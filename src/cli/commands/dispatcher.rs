//! Command dispatching.
//!
//! This module provides the core command infrastructure:
//! - [`Command`] trait for implementing commands
//! - [`CommandResult`] for uniform result reporting
//! - [`CommandDispatcher`] for routing CLI subcommands

use crate::cli::args::{Cli, Commands};
use crate::cloud::VehicleCloud;
use crate::config::Config;
use crate::error::Result;
use crate::ui::UserInterface;

/// Trait for command implementations.
///
/// Each CLI subcommand implements this trait to provide its execution logic.
pub trait Command {
    /// Execute the command.
    ///
    /// # Arguments
    ///
    /// * `cloud` - Vehicle cloud client
    /// * `ui` - User interface for displaying output and prompts
    ///
    /// # Returns
    ///
    /// A [`CommandResult`] indicating success/failure and exit code.
    fn execute(
        &self,
        cloud: &mut dyn VehicleCloud,
        ui: &mut dyn UserInterface,
    ) -> Result<CommandResult>;
}

/// Result of command execution.
#[derive(Debug)]
pub struct CommandResult {
    /// Whether the command succeeded.
    pub success: bool,

    /// Exit code to use (0 for success, non-zero for failure).
    pub exit_code: i32,
}

impl CommandResult {
    /// Create a successful result.
    pub fn success() -> Self {
        Self {
            success: true,
            exit_code: 0,
        }
    }
}

/// Dispatches CLI commands to their implementations.
pub struct CommandDispatcher {
    config: Config,
}

impl CommandDispatcher {
    /// Create a new dispatcher with start-up configuration.
    pub fn new(config: Config) -> Self {
        Self { config }
    }

    /// Dispatch and execute a command.
    ///
    /// Routes the CLI subcommand to the appropriate command implementation
    /// and executes it.
    pub fn dispatch(
        &self,
        cli: &Cli,
        cloud: &mut dyn VehicleCloud,
        ui: &mut dyn UserInterface,
    ) -> Result<CommandResult> {
        tracing::debug!(command = ?cli.command, "dispatching");
        let config = &self.config;

        match &cli.command {
            Commands::Auth => super::auth::AuthCommand::new(config).execute(cloud, ui),
            Commands::Status => {
                super::status::StatusCommand::new(config, cli.json).execute(cloud, ui)
            }
            Commands::Lock => super::lock::LockCommand::lock(config).execute(cloud, ui),
            Commands::Unlock => super::lock::LockCommand::unlock(config).execute(cloud, ui),
            Commands::Climate(args) => {
                super::climate::ClimateCommand::new(config, args.clone()).execute(cloud, ui)
            }
            Commands::Charge(args) => {
                super::charge::ChargeCommand::new(config, args.clone()).execute(cloud, ui)
            }
            Commands::Location => {
                super::location::LocationCommand::new(config).execute(cloud, ui)
            }
            Commands::Honk => super::alert::AlertCommand::honk(config).execute(cloud, ui),
            Commands::Flash => super::alert::AlertCommand::flash(config).execute(cloud, ui),
            Commands::Wake => super::wake::WakeCommand::new(config).execute(cloud, ui),
        }
    }
}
----
WORK ORDER. An unaltered transcription of all the data above is needed.

REPLY TO THE TASK.
filename src/cli/commands/dispatcher.rs
//! Command dispatching.
//!
//! This module provides the core command infrastructure:
//! - [`Command`] trait for implementing commands
//! - [`CommandResult`] for uniform result reporting
//! - [`CommandDispatcher`] for routing CLI subcommands

use crate::cli::args::{Cli, Commands};
use crate::cloud::VehicleCloud;
use crate::config::Config;
use crate::error::Result;
use crate::ui::UserInterface;

/// Trait for command implementations.
///
/// Each CLI subcommand implements this trait to provide its execution logic.
pub trait Command {
    /// Execute the command.
    ///
    /// # Arguments
    ///
    /// * `cloud` - Vehicle cloud client
    /// * `ui` - User interface for displaying output and prompts
    ///
    /// # Returns
    ///
    /// A [`CommandResult`] indicating success/failure and exit code.
    fn execute(
        &self,
        cloud: &mut dyn VehicleCloud,
        ui: &mut dyn UserInterface,
    ) -> Result<CommandResult>;
}

/// Result of command execution.
#[derive(Debug)]
pub struct CommandResult {
    /// Whether the command succeeded.
    pub success: bool,

    /// Exit code to use (0 for success, non-zero for failure).
    pub exit_code: i32,
}

impl CommandResult {
    /// Create a successful result.
    pub fn success() -> Self {
        Self {
            success: true,
            exit_code: 0,
        }
    }
}

/// Dispatches CLI commands to their implementations.
pub struct CommandDispatcher {
    config: Config,
}

impl CommandDispatcher {
    /// Create a new dispatcher with start-up configuration.
    pub fn new(config: Config) -> Self {
        Self { config }
    }

    /// Dispatch and execute a command.
    ///
    /// Routes the CLI subcommand to the appropriate command implementation
    /// and executes it.
    pub fn dispatch(
        &self,
        cli: &Cli,
        cloud: &mut dyn VehicleCloud,
        ui: &mut dyn UserInterface,
    ) -> Result<CommandResult> {
        tracing::debug!(command = ?cli.command, "dispatching");
        let config = &self.config;

        match &cli.command {
            Commands::Auth => super::auth::AuthCommand::new(config).execute(cloud, ui),
            Commands::Status => {
                super::status::StatusCommand::new(config, cli.json).execute(cloud, ui)
            }
            Commands::Lock => super::lock::LockCommand::lock(config).execute(cloud, ui),
            Commands::Unlock => super::lock::LockCommand::unlock(config).execute(cloud, ui),
            Commands::Climate(args) => {
                super::climate::ClimateCommand::new(config, args.clone()).execute(cloud, ui)
            }
            Commands::Charge(args) => {
                super::charge::ChargeCommand::new(config, args.clone()).execute(cloud, ui)
            }
            Commands::Location => {
                super::location::LocationCommand::new(config).execute(cloud, ui)
            }
            Commands::Honk => super::alert::AlertCommand::honk(config).execute(cloud, ui),
            Commands::Flash => super::alert::AlertCommand::flash(config).execute(cloud, ui),
            Commands::Wake => super::wake::WakeCommand::new(config).execute(cloud, ui),
        }
    }
}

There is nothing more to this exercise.